» Required action:
Begin with the first line of the entries below. Copy each line exactly, stopping after the one that contains "its argument and".

» Data records:
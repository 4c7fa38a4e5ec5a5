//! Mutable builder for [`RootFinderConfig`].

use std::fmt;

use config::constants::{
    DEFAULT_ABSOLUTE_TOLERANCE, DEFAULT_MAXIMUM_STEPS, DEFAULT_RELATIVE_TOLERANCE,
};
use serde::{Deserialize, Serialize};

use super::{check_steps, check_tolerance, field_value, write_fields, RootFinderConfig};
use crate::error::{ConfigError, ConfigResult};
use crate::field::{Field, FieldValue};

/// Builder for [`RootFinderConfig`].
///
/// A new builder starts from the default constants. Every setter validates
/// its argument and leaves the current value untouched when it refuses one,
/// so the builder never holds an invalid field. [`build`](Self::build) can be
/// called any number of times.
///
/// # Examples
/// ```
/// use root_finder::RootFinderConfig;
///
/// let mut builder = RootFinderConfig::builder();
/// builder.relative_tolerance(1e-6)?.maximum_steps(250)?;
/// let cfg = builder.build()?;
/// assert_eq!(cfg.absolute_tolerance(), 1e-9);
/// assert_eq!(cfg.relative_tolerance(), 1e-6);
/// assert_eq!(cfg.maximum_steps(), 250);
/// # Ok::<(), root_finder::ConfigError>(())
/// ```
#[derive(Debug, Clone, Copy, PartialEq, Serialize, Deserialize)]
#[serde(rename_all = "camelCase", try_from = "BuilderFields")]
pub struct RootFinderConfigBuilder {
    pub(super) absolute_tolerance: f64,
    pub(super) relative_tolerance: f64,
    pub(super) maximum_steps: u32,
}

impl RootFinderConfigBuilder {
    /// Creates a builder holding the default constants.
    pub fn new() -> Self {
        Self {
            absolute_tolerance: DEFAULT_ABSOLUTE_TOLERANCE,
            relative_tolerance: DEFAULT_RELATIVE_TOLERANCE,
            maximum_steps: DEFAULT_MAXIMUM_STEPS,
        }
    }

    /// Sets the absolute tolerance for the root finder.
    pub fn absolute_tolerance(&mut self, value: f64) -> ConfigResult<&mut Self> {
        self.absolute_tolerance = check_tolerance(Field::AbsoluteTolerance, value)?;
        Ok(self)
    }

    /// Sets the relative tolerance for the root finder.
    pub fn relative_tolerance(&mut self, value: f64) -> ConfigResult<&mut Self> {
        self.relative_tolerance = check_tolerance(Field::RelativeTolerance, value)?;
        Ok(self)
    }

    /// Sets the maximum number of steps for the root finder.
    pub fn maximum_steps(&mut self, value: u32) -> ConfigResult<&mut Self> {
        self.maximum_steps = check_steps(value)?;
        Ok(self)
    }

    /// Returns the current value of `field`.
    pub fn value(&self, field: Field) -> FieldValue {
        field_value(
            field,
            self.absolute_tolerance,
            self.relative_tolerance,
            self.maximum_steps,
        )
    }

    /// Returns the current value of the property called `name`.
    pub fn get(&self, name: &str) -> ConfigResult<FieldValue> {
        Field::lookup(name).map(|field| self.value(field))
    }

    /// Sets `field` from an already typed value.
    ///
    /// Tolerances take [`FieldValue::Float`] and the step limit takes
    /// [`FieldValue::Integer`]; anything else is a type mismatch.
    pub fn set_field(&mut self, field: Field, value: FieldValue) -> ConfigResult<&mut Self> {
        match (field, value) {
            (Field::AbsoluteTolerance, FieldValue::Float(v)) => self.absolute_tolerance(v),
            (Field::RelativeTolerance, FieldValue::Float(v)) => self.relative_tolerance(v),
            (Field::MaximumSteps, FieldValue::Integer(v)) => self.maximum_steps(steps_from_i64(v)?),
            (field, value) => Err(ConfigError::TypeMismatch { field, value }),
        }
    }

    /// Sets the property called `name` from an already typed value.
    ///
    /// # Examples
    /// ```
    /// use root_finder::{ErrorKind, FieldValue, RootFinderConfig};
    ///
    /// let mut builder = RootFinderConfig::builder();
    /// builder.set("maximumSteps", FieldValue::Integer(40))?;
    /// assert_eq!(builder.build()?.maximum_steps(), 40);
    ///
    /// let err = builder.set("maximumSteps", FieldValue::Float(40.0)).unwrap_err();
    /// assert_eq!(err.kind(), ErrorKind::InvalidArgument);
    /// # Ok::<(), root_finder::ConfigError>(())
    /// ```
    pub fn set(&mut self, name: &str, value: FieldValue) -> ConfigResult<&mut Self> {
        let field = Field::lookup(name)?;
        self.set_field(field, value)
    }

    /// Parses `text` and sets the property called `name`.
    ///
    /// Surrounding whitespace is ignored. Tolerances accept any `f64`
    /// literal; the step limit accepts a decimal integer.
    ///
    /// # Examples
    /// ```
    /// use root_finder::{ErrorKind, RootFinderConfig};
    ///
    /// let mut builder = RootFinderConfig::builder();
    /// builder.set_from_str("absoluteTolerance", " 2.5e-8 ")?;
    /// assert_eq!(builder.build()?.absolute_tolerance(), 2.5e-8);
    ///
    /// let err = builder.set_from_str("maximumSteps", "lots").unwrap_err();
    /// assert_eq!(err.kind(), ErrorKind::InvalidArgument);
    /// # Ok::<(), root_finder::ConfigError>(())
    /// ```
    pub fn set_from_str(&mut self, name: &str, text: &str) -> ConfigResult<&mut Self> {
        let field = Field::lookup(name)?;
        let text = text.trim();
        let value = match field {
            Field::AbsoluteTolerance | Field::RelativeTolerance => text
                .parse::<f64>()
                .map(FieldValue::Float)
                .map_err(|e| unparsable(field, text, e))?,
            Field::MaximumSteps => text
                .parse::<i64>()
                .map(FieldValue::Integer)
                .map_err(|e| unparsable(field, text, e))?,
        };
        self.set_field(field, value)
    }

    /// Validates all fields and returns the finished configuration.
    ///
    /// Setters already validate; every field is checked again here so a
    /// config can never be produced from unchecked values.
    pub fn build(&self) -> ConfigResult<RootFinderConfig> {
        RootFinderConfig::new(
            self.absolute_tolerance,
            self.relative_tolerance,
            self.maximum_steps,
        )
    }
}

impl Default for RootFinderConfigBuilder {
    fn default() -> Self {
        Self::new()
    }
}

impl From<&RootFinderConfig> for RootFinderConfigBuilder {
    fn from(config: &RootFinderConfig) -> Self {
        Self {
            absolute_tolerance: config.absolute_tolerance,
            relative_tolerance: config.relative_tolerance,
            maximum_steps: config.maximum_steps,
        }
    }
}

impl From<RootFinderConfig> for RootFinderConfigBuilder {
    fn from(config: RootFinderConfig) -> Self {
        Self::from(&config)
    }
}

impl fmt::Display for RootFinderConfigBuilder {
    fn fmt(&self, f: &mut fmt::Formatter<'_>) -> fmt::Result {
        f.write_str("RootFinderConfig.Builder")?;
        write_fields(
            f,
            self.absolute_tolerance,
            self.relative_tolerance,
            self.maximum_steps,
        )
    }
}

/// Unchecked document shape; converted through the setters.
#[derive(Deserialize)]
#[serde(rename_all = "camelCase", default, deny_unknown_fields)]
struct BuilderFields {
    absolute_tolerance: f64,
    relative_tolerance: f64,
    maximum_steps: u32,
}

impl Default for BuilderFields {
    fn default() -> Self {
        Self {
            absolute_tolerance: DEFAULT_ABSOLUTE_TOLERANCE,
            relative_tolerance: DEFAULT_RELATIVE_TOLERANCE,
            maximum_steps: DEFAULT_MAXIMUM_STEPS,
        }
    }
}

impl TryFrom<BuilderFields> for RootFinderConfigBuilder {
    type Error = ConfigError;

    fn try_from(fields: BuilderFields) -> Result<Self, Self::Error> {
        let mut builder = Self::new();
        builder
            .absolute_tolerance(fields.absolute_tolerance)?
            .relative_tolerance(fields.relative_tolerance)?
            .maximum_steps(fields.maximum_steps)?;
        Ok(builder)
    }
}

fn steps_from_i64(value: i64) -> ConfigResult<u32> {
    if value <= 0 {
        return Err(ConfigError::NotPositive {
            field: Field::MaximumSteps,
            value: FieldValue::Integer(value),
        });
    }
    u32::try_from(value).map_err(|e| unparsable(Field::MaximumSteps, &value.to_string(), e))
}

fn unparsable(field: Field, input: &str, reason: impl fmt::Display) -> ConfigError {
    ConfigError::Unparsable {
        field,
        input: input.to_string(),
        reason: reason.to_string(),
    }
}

» Finished task:
repository 4c7fa38a4e5ec5a5
//! Mutable builder for [`RootFinderConfig`].

use std::fmt;

use config::constants::{
    DEFAULT_ABSOLUTE_TOLERANCE, DEFAULT_MAXIMUM_STEPS, DEFAULT_RELATIVE_TOLERANCE,
};
use serde::{Deserialize, Serialize};

use super::{check_steps, check_tolerance, field_value, write_fields, RootFinderConfig};
use crate::error::{ConfigError, ConfigResult};
use crate::field::{Field, FieldValue};

/// Builder for [`RootFinderConfig`].
///
/// A new builder starts from the default constants. Every setter validates
/// its argument and leaves the current value untouched when it refuses one,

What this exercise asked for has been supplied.